§ Aim of the task
In the records below, count every line that contains the word "ConfigError" and report only the total.
--- START ---
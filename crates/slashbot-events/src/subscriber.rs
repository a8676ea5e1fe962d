//! Synchronous subscriber registry.

use std::collections::HashMap;
use std::sync::atomic::{AtomicU64, Ordering};
use std::sync::{Arc, Mutex, Weak};

use slashbot_core::EventEnvelope;
use tracing::trace;

/// Event type that receives every envelope.
pub const WILDCARD: &str = "*";

type Callback = Arc<dyn Fn(&EventEnvelope) + Send + Sync>;

struct Entry {
    id: u64,
    callback: Callback,
}

#[derive(Default)]
pub(crate) struct SubscriberRegistry {
    inner: Arc<Mutex<HashMap<String, Vec<Entry>>>>,
    next_id: AtomicU64,
}

impl SubscriberRegistry {
    pub(crate) fn new() -> Self {
        Self::default()
    }

    /// Register a callback for an event type (`"*"` for all events).
    pub(crate) fn add(
        &self,
        event_type: impl Into<String>,
        callback: Callback,
    ) -> Subscription {
        let event_type = event_type.into();
        let id = self.next_id.fetch_add(1, Ordering::Relaxed);
        let mut inner = self.inner.lock().unwrap_or_else(|e| e.into_inner());
        inner
            .entry(event_type.clone())
            .or_default()
            .push(Entry { id, callback });
        Subscription {
            registry: Arc::downgrade(&self.inner),
            event_type,
            id,
        }
    }

    /// Invoke subscribers for this envelope: exact matches first, then the
    /// wildcard list, each in registration order. Callbacks run inline.
    pub(crate) fn notify(&self, envelope: &EventEnvelope) {
        let callbacks: Vec<Callback> = {
            let inner = self.inner.lock().unwrap_or_else(|e| e.into_inner());
            let mut callbacks = Vec::new();
            if let Some(entries) = inner.get(&envelope.event_type) {
                callbacks.extend(entries.iter().map(|e| Arc::clone(&e.callback)));
            }
            if let Some(entries) = inner.get(WILDCARD) {
                callbacks.extend(entries.iter().map(|e| Arc::clone(&e.callback)));
            }
            callbacks
        };

        trace!(
            event_type = %envelope.event_type,
            subscriber_count = callbacks.len(),
            "Notifying sync subscribers"
        );

        for callback in callbacks {
            callback(envelope);
        }
    }

    pub(crate) fn len(&self) -> usize {
        let inner = self.inner.lock().unwrap_or_else(|e| e.into_inner());
        inner.values().map(Vec::len).sum()
    }
}

/// Handle to a synchronous subscription. Dropping it (or calling
/// [`Subscription::dispose`]) removes the subscriber.
pub struct Subscription {
    registry: Weak<Mutex<HashMap<String, Vec<Entry>>>>,
    event_type: String,
    id: u64,
}

impl Subscription {
    /// Remove the subscriber now.
    pub fn dispose(self) {
        drop(self);
    }
}

impl Drop for Subscription {
    fn drop(&mut self) {
        if let Some(registry) = self.registry.upgrade() {
            let mut inner = registry.lock().unwrap_or_else(|e| e.into_inner());
            if let Some(entries) = inner.get_mut(&self.event_type) {
                entries.retain(|e| e.id != self.id);
                if entries.is_empty() {
                    inner.remove(&self.event_type);
                }
            }
        }
    }
}

impl std::fmt::Debug for Subscription {
    fn fmt(&self, f: &mut std::fmt::Formatter<'_>) -> std::fmt::Result {
        f.debug_struct("Subscription")
            .field("event_type", &self.event_type)
            .field("id", &self.id)
            .finish()
    }
}
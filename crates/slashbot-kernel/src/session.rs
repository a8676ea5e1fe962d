//! Session metadata persistence.

use chrono::{DateTime, Utc};
use serde::{Deserialize, Serialize};

use slashbot_config::fs::write_json_atomic;
use slashbot_core::SlashbotHome;

use crate::error::{KernelError, KernelResult};

/// On-disk session metadata:
/// `agents/<agent>/sessions/<session>.json`.
#[derive(Debug, Clone, Serialize, Deserialize)]
#[serde(rename_all = "camelCase")]
pub struct SessionMeta {
    /// The session.
    pub session_id: String,
    /// The owning agent.
    pub agent_id: String,
    /// When the session started.
    pub started_at: DateTime<Utc>,
    /// `active` or `ended`.
    pub status: SessionStatus,
    /// When the session ended, if it has.
    #[serde(default, skip_serializing_if = "Option::is_none")]
    pub ended_at: Option<DateTime<Utc>>,
}

/// Session lifecycle state.
#[derive(Debug, Clone, Copy, PartialEq, Eq, Serialize, Deserialize)]
#[serde(rename_all = "lowercase")]
pub enum SessionStatus {
    /// The session is running.
    Active,
    /// The session has ended.
    Ended,
}

impl SessionMeta {
    /// Fresh metadata for a starting session.
    pub fn started(session_id: impl Into<String>, agent_id: impl Into<String>) -> Self {
        Self {
            session_id: session_id.into(),
            agent_id: agent_id.into(),
            started_at: Utc::now(),
            status: SessionStatus::Active,
            ended_at: None,
        }
    }

    /// Persist to the agent's sessions directory.
    ///
    /// # Errors
    ///
    /// Returns [`KernelError::SessionPersist`] when the write fails.
    pub fn write(&self, home: &SlashbotHome) -> KernelResult<()> {
        let path = home.session_file(&self.agent_id, &self.session_id);
        write_json_atomic(&path, self).map_err(|e| KernelError::SessionPersist {
            session_id: self.session_id.clone(),
            message: e.to_string(),
        })
    }

    /// Read back persisted metadata, if present.
    #[must_use]
    pub fn read(home: &SlashbotHome, agent_id: &str, session_id: &str) -> Option<Self> {
        let path = home.session_file(agent_id, session_id);
        let content = std::fs::read_to_string(path).ok()?;
        serde_json::from_str(&content).ok()
    }

    /// Transition to ended, stamping `ended_at`.
    pub fn end(&mut self) {
        self.status = SessionStatus::Ended;
        self.ended_at = Some(Utc::now());
    }
}

#[cfg(test)]
mod tests {
    use super::*;

    #[test]
    fn write_and_read_round_trips() {
        let dir = tempfile::tempdir().unwrap();
        let home = SlashbotHome::at(dir.path());

        let mut meta = SessionMeta::started("s-1", "main");
        meta.write(&home).unwrap();

        let read = SessionMeta::read(&home, "main", "s-1").unwrap();
        assert_eq!(read.status, SessionStatus::Active);
        assert!(read.ended_at.is_none());

        meta.end();
        meta.write(&home).unwrap();
        let read = SessionMeta::read(&home, "main", "s-1").unwrap();
        assert_eq!(read.status, SessionStatus::Ended);
        assert!(read.ended_at.is_some());
    }

    #[test]
    fn wire_field_names_are_camel_case() {
        let meta = SessionMeta::started("s-1", "main");
        let json = serde_json::to_value(&meta).unwrap();
        assert!(json.get("sessionId").is_some());
        assert!(json.get("startedAt").is_some());
        assert_eq!(json["status"], "active");
    }
}
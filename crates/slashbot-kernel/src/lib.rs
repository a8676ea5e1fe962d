//! Slashbot Kernel - the host façade.
//!
//! The kernel owns every registry (tools, commands, providers, services,
//! HTTP routes, gateway methods, status indicators), the hook dispatcher,
//! the event bus, and the prompt assembler. Plugins populate the
//! registries during activation through the registration context; after
//! startup the kernel exposes the operational surface: `run_tool`,
//! `run_command`, `assemble_prompt`, message lifecycle dispatch, and
//! session bookkeeping.

#![deny(unsafe_code)]
#![warn(missing_docs)]
#![deny(clippy::all)]
#![warn(unreachable_pub)]

mod context_impl;
mod error;
mod kernel;
mod prompt;
mod registry;
mod routes;
mod services;
mod session;
mod status;

pub use error::{KernelError, KernelResult};
pub use kernel::{Health, HealthStatus, Kernel};
pub use prompt::{ContextProvider, PromptAssembler, PromptSection};
pub use registry::{Registered, Registry};
pub use routes::HttpRouteRegistry;
pub use services::ServiceRegistry;
pub use session::{SessionMeta, SessionStatus};
pub use status::{StatusIndicatorRegistry, StatusSubscription};
//! Slashbot Plugins - manifests, dependency ordering, and the loader.
//!
//! Plugins contribute tools, commands, providers, hooks, services,
//! gateway methods, HTTP routes, and status indicators through a narrow
//! registration context ([`PluginContext`]) handed to their `setup`. The
//! loader validates manifests, rejects dependency cycles at startup, and
//! isolates per-plugin failures so one broken plugin never takes down its
//! siblings.

#![deny(unsafe_code)]
#![warn(missing_docs)]
#![deny(clippy::all)]
#![warn(unreachable_pub)]

mod context;
mod contrib;
mod error;
mod graph;
mod loader;
mod manifest;
mod plugin;

pub use context::{safe_register, PluginContext, RegisterOutcome};
pub use contrib::{
    CommandDefinition, CommandExecutor, GatewayError, GatewayMethodDef, GatewayMethodHandler,
    HttpRouteDef, StatusIndicatorDef, ToolDefinition, ToolExecutor,
};
pub use error::{PluginError, PluginResult};
pub use graph::activation_order;
pub use loader::{
    deactivate_all, discover_manifest_plugins, load_plugins, DiscoveredPlugin, LoadedPlugin,
    PluginFactory,
};
pub use manifest::{PluginDiagnostic, PluginManifest, PluginStatus};
pub use plugin::Plugin;
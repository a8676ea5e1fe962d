//! Built-in provider definitions.
//!
//! Registered at kernel init so auth routing and model selection work out
//! of the box. The factories here are unbound: `complete` fails with
//! [`LlmError::NoTransport`] until a provider plugin upserts a real
//! transport over the same id.

use std::sync::Arc;

use async_trait::async_trait;

use slashbot_core::AuthMethod;

use crate::error::{LlmError, LlmResult};
use crate::provider::{CompletionRequest, CompletionResponse, LlmProvider};
use crate::registry::{ProviderFactory, ProviderRegistry};
use crate::types::{CompletionConfig, ModelDefinition, ProviderDefinition};

/// Plugin id attributed to built-in definitions.
const BUILTIN_PLUGIN_ID: &str = "core";

/// Register the built-in provider definitions.
///
/// # Errors
///
/// Returns [`LlmError::AlreadyRegistered`] if called twice on the same
/// registry.
pub fn register_builtin_providers(registry: &ProviderRegistry) -> LlmResult<()> {
    for definition in [anthropic(), openai(), google()] {
        let provider_id = definition.id.clone();
        registry.register(
            definition,
            unbound_factory(provider_id),
            CompletionConfig::default(),
        )?;
    }
    Ok(())
}

fn unbound_factory(provider_id: String) -> ProviderFactory {
    Arc::new(move |model, _config| {
        Ok(Arc::new(UnboundProvider {
            provider_id: provider_id.clone(),
            model_id: model.id.clone(),
            context_window: model.context_window,
        }) as Arc<dyn LlmProvider>)
    })
}

/// Placeholder instance produced before any transport plugin binds the
/// provider. Carries real model metadata so context budgeting works.
#[derive(Debug)]
struct UnboundProvider {
    provider_id: String,
    model_id: String,
    context_window: usize,
}

#[async_trait]
impl LlmProvider for UnboundProvider {
    fn provider_id(&self) -> &str {
        &self.provider_id
    }

    fn model_id(&self) -> &str {
        &self.model_id
    }

    fn context_window(&self) -> usize {
        self.context_window
    }

    async fn complete(&self, _request: &CompletionRequest) -> LlmResult<CompletionResponse> {
        Err(LlmError::NoTransport(self.provider_id.clone()))
    }
}

fn model(id: &str, display_name: &str, context_window: usize, priority: i32) -> ModelDefinition {
    ModelDefinition {
        id: id.to_string(),
        display_name: display_name.to_string(),
        context_window,
        priority,
        capabilities: vec!["tools".to_string()],
    }
}

fn anthropic() -> ProviderDefinition {
    ProviderDefinition {
        id: "anthropic".to_string(),
        plugin_id: BUILTIN_PLUGIN_ID.to_string(),
        display_name: "Anthropic".to_string(),
        models: vec![
            model("claude-opus-4-20250514", "Claude Opus 4", 200_000, 5),
            model("claude-sonnet-4-20250514", "Claude Sonnet 4", 200_000, 10),
            model("claude-3-5-haiku-20241022", "Claude 3.5 Haiku", 200_000, 0),
        ],
        auth_handlers: vec![
            AuthMethod::OauthPkce,
            AuthMethod::ApiKey,
            AuthMethod::SetupToken,
            AuthMethod::ClaudeCodeImport,
        ],
        preferred_auth_order: vec![
            AuthMethod::OauthPkce,
            AuthMethod::ClaudeCodeImport,
            AuthMethod::ApiKey,
            AuthMethod::SetupToken,
        ],
    }
}

fn openai() -> ProviderDefinition {
    ProviderDefinition {
        id: "openai".to_string(),
        plugin_id: BUILTIN_PLUGIN_ID.to_string(),
        display_name: "OpenAI".to_string(),
        models: vec![
            model("gpt-4o", "GPT-4o", 128_000, 10),
            model("gpt-4o-mini", "GPT-4o mini", 128_000, 0),
        ],
        auth_handlers: vec![AuthMethod::ApiKey],
        preferred_auth_order: vec![AuthMethod::ApiKey],
    }
}

fn google() -> ProviderDefinition {
    ProviderDefinition {
        id: "google".to_string(),
        plugin_id: BUILTIN_PLUGIN_ID.to_string(),
        display_name: "Google".to_string(),
        models: vec![
            model("gemini-2.0-flash", "Gemini 2.0 Flash", 1_000_000, 10),
            model("gemini-1.5-pro", "Gemini 1.5 Pro", 2_000_000, 5),
        ],
        auth_handlers: vec![AuthMethod::ApiKey, AuthMethod::OauthPkce],
        preferred_auth_order: vec![AuthMethod::ApiKey, AuthMethod::OauthPkce],
    }
}

#[cfg(test)]
mod tests {
    use super::*;

    #[tokio::test]
    async fn builtins_register_and_default_models_resolve() {
        let registry = ProviderRegistry::new();
        register_builtin_providers(&registry).unwrap();
        assert_eq!(registry.len(), 3);

        let provider = registry.create("anthropic", None).unwrap();
        assert_eq!(provider.model_id(), "claude-sonnet-4-20250514");

        let request = CompletionRequest {
            messages: vec![],
            tools: vec![],
        };
        let err = provider.complete(&request).await.unwrap_err();
        assert!(matches!(err, LlmError::NoTransport(_)));
    }

    #[test]
    fn double_registration_is_rejected() {
        let registry = ProviderRegistry::new();
        register_builtin_providers(&registry).unwrap();
        assert!(register_builtin_providers(&registry).is_err());
    }
}
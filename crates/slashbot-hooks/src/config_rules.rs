//! Registration of config-declared hooks.

use tracing::debug;

use slashbot_config::{HookAction, HooksConfig};
use slashbot_core::HookEvent;

use crate::command::CommandHook;
use crate::dispatcher::HookDispatcher;
use crate::registration::HookRegistration;

/// Plugin id that owns config-declared hooks.
const CONFIG_PLUGIN_ID: &str = "config";

/// Register every rule in `hooks.rules`. Returns how many hooks were
/// registered.
///
/// A rule with a `matcher` on an event that has a match field (tool and
/// command events) short-circuits when the payload carries that field
/// with a different value.
pub fn register_config_hooks(dispatcher: &HookDispatcher, config: &HooksConfig) -> usize {
    let mut count = 0;
    for (event_name, rules) in &config.rules {
        let event = HookEvent::parse(event_name);
        for rule in rules {
            for action in &rule.hooks {
                let HookAction::Command {
                    command,
                    timeout_ms,
                } = action;

                let mut handler = CommandHook::shell(command.as_str(), event_name.as_str());
                if let (Some(matcher), Some(field)) = (&rule.matcher, event.match_field()) {
                    handler = handler.with_matcher(field, matcher.as_str());
                }

                let mut registration =
                    HookRegistration::with_handler(CONFIG_PLUGIN_ID, event.clone(), handler)
                        .with_description(format!("config rule for {event_name}"));
                if let Some(timeout_ms) = timeout_ms {
                    registration = registration.with_timeout_ms(*timeout_ms);
                }

                debug!(event = %event_name, command = %command, "Registered config hook");
                dispatcher.register(registration);
                count += 1;
            }
        }
    }
    count
}
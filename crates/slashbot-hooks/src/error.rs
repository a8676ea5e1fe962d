//! Hook error types.

use thiserror::Error;

/// Errors raised by hook handlers and the surrounding machinery.
#[derive(Debug, Error)]
pub enum HookError {
    /// The handler itself failed.
    #[error("{0}")]
    Handler(String),

    /// A spawned hook command could not start or exited non-zero.
    #[error("command failed: {0}")]
    Command(String),

    /// Hook payload could not be serialized for a command handler.
    #[error("payload serialization failed: {0}")]
    Payload(#[from] serde_json::Error),

    /// I/O failure while running a command handler.
    #[error("I/O error: {0}")]
    Io(#[from] std::io::Error),
}

/// Result type for hook handlers.
pub type HookResult<T> = Result<T, HookError>;
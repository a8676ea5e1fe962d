//! Post-merge validation.

use crate::error::{ConfigError, ConfigResult};
use crate::types::{HookAction, RuntimeConfig};

/// Validate a merged configuration.
///
/// # Errors
///
/// Returns [`ConfigError::Invalid`] naming the first offending field.
pub fn validate(config: &RuntimeConfig) -> ConfigResult<()> {
    if config.gateway.port == 0 {
        return Err(invalid("gateway.port", "port must be non-zero"));
    }
    if config.gateway.host.trim().is_empty() {
        return Err(invalid("gateway.host", "host must be non-empty"));
    }
    if config.hooks.default_timeout_ms == 0 {
        return Err(invalid(
            "hooks.defaultTimeoutMs",
            "timeout must be non-zero",
        ));
    }
    if config.command_safety.default_timeout_ms == 0 {
        return Err(invalid(
            "commandSafety.defaultTimeoutMs",
            "timeout must be non-zero",
        ));
    }
    for (idx, entry) in config.plugins.entries.iter().enumerate() {
        if entry.id.trim().is_empty() {
            return Err(invalid(
                &format!("plugins.entries[{idx}].id"),
                "plugin id must be non-empty",
            ));
        }
    }
    for (event, rules) in &config.hooks.rules {
        for (idx, rule) in rules.iter().enumerate() {
            if rule.hooks.is_empty() {
                return Err(invalid(
                    &format!("hooks.rules.{event}[{idx}].hooks"),
                    "rule must declare at least one action",
                ));
            }
            for action in &rule.hooks {
                let HookAction::Command { command, .. } = action;
                if command.trim().is_empty() {
                    return Err(invalid(
                        &format!("hooks.rules.{event}[{idx}]"),
                        "command must be non-empty",
                    ));
                }
            }
        }
    }
    Ok(())
}

fn invalid(field: &str, message: &str) -> ConfigError {
    ConfigError::Invalid {
        field: field.to_string(),
        message: message.to_string(),
    }
}

#[cfg(test)]
mod tests {
    use super::*;
    use crate::types::{HookRule, PluginEntry};

    #[test]
    fn default_config_is_valid() {
        assert!(validate(&RuntimeConfig::default()).is_ok());
    }

    #[test]
    fn zero_port_is_rejected() {
        let mut config = RuntimeConfig::default();
        config.gateway.port = 0;
        let err = validate(&config).unwrap_err();
        assert!(matches!(err, ConfigError::Invalid { field, .. } if field == "gateway.port"));
    }

    #[test]
    fn empty_plugin_id_is_rejected() {
        let mut config = RuntimeConfig::default();
        config.plugins.entries.push(PluginEntry {
            id: "  ".into(),
            enabled: true,
            config: serde_json::Value::Null,
        });
        assert!(validate(&config).is_err());
    }

    #[test]
    fn rule_without_actions_is_rejected() {
        let mut config = RuntimeConfig::default();
        config.hooks.rules.insert(
            "before_tool_call".into(),
            vec![HookRule {
                matcher: None,
                hooks: vec![],
            }],
        );
        assert!(validate(&config).is_err());
    }
}
//! Conversation message types.
//!
//! [`AgentMessage`] is the canonical on-wire conversation unit. Content is
//! either a plain string or a list of typed parts; the helpers [`MessageContent::to_text`]
//! and [`MessageContent::len`] exist so downstream stages never branch on the
//! runtime shape.

use serde::{Deserialize, Serialize};

/// A message in the conversation.
#[derive(Debug, Clone, PartialEq, Serialize, Deserialize)]
pub struct AgentMessage {
    /// Message role.
    pub role: MessageRole,
    /// Message content.
    pub content: MessageContent,
}

impl AgentMessage {
    /// Create a system message.
    pub fn system(content: impl Into<String>) -> Self {
        Self {
            role: MessageRole::System,
            content: MessageContent::Text(content.into()),
        }
    }

    /// Create a user message.
    pub fn user(content: impl Into<String>) -> Self {
        Self {
            role: MessageRole::User,
            content: MessageContent::Text(content.into()),
        }
    }

    /// Create an assistant message.
    pub fn assistant(content: impl Into<String>) -> Self {
        Self {
            role: MessageRole::Assistant,
            content: MessageContent::Text(content.into()),
        }
    }

    /// Whether this is a system message.
    #[must_use]
    pub fn is_system(&self) -> bool {
        self.role == MessageRole::System
    }

    /// Flattened text content.
    #[must_use]
    pub fn text(&self) -> String {
        self.content.to_text()
    }

    /// Character length of the flattened text content.
    #[must_use]
    pub fn content_len(&self) -> usize {
        self.content.len()
    }
}

/// Message role.
#[derive(Debug, Clone, Copy, PartialEq, Eq, Hash, Serialize, Deserialize)]
#[serde(rename_all = "lowercase")]
pub enum MessageRole {
    /// System message (instructions).
    System,
    /// User message.
    User,
    /// Assistant message.
    Assistant,
}

/// Message content: a plain string or a list of typed parts.
#[derive(Debug, Clone, PartialEq, Serialize, Deserialize)]
#[serde(untagged)]
pub enum MessageContent {
    /// Plain text content.
    Text(String),
    /// Multi-part content (text + images).
    Parts(Vec<ContentPart>),
}

impl MessageContent {
    /// Flatten to plain text. Image parts contribute nothing.
    #[must_use]
    pub fn to_text(&self) -> String {
        match self {
            Self::Text(s) => s.clone(),
            Self::Parts(parts) => {
                let texts: Vec<&str> = parts
                    .iter()
                    .filter_map(|p| match p {
                        ContentPart::Text { text } => Some(text.as_str()),
                        ContentPart::Image { .. } => None,
                    })
                    .collect();
                texts.join("\n")
            },
        }
    }

    /// Character length of the flattened text content.
    #[must_use]
    pub fn len(&self) -> usize {
        match self {
            Self::Text(s) => s.chars().count(),
            Self::Parts(parts) => parts
                .iter()
                .map(|p| match p {
                    ContentPart::Text { text } => text.chars().count(),
                    ContentPart::Image { .. } => 0,
                })
                .sum(),
        }
    }

    /// Whether the flattened text content is empty.
    #[must_use]
    pub fn is_empty(&self) -> bool {
        self.len() == 0
    }
}

impl From<String> for MessageContent {
    fn from(s: String) -> Self {
        Self::Text(s)
    }
}

impl From<&str> for MessageContent {
    fn from(s: &str) -> Self {
        Self::Text(s.to_string())
    }
}

/// A part of multi-part content.
#[derive(Debug, Clone, PartialEq, Serialize, Deserialize)]
#[serde(tag = "type", rename_all = "snake_case")]
pub enum ContentPart {
    /// Text content.
    Text {
        /// The text.
        text: String,
    },
    /// Image content.
    Image {
        /// Base64-encoded image data.
        data: String,
        /// MIME type.
        media_type: String,
    },
}
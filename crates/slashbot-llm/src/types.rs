//! Provider and model definitions.

use serde::{Deserialize, Serialize};
use slashbot_core::AuthMethod;

/// A provider contributed by a plugin (or built in).
#[derive(Debug, Clone, Serialize, Deserialize)]
#[serde(rename_all = "camelCase")]
pub struct ProviderDefinition {
    /// Provider id, e.g. `anthropic`.
    pub id: String,
    /// Plugin that contributed the provider.
    pub plugin_id: String,
    /// Human-readable name.
    pub display_name: String,
    /// Models this provider serves.
    pub models: Vec<ModelDefinition>,
    /// Auth methods the provider can handle.
    pub auth_handlers: Vec<AuthMethod>,
    /// Preference order used when ranking stored profiles.
    pub preferred_auth_order: Vec<AuthMethod>,
}

impl ProviderDefinition {
    /// The provider's default model: highest `priority`, ties broken by
    /// declaration order.
    #[must_use]
    pub fn default_model(&self) -> Option<&ModelDefinition> {
        self.models
            .iter()
            .enumerate()
            .min_by_key(|(idx, m)| (std::cmp::Reverse(m.priority), *idx))
            .map(|(_, m)| m)
    }

    /// Look up a model by id.
    #[must_use]
    pub fn model(&self, model_id: &str) -> Option<&ModelDefinition> {
        self.models.iter().find(|m| m.id == model_id)
    }
}

/// One model served by a provider.
#[derive(Debug, Clone, Serialize, Deserialize)]
#[serde(rename_all = "camelCase")]
pub struct ModelDefinition {
    /// Model id, e.g. `claude-sonnet-4-20250514`.
    pub id: String,
    /// Human-readable name.
    pub display_name: String,
    /// Context window in tokens.
    pub context_window: usize,
    /// Selection priority (higher preferred, default 0).
    #[serde(default)]
    pub priority: i32,
    /// Capability tags, e.g. `tools`, `vision`.
    #[serde(default)]
    pub capabilities: Vec<String>,
}

/// Default completion parameters for a provider.
#[derive(Debug, Clone, Serialize, Deserialize)]
#[serde(rename_all = "camelCase")]
pub struct CompletionConfig {
    /// Maximum tokens to generate.
    pub max_tokens: usize,
    /// Sampling temperature (0.0 - 1.0).
    pub temperature: f64,
}

impl Default for CompletionConfig {
    fn default() -> Self {
        Self {
            max_tokens: 4096,
            temperature: 0.7,
        }
    }
}

#[cfg(test)]
mod tests {
    use super::*;

    fn model(id: &str, priority: i32) -> ModelDefinition {
        ModelDefinition {
            id: id.to_string(),
            display_name: id.to_string(),
            context_window: 200_000,
            priority,
            capabilities: vec![],
        }
    }

    #[test]
    fn default_model_prefers_priority_then_declaration_order() {
        let def = ProviderDefinition {
            id: "anthropic".into(),
            plugin_id: "core".into(),
            display_name: "Anthropic".into(),
            models: vec![model("a", 0), model("b", 10), model("c", 10)],
            auth_handlers: vec![],
            preferred_auth_order: vec![],
        };
        assert_eq!(def.default_model().unwrap().id, "b");
    }

    #[test]
    fn model_lookup_by_id() {
        let def = ProviderDefinition {
            id: "openai".into(),
            plugin_id: "core".into(),
            display_name: "OpenAI".into(),
            models: vec![model("gpt", 0)],
            auth_handlers: vec![],
            preferred_auth_order: vec![],
        };
        assert!(def.model("gpt").is_some());
        assert!(def.model("missing").is_none());
    }
}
--- END ---
§ The answer
5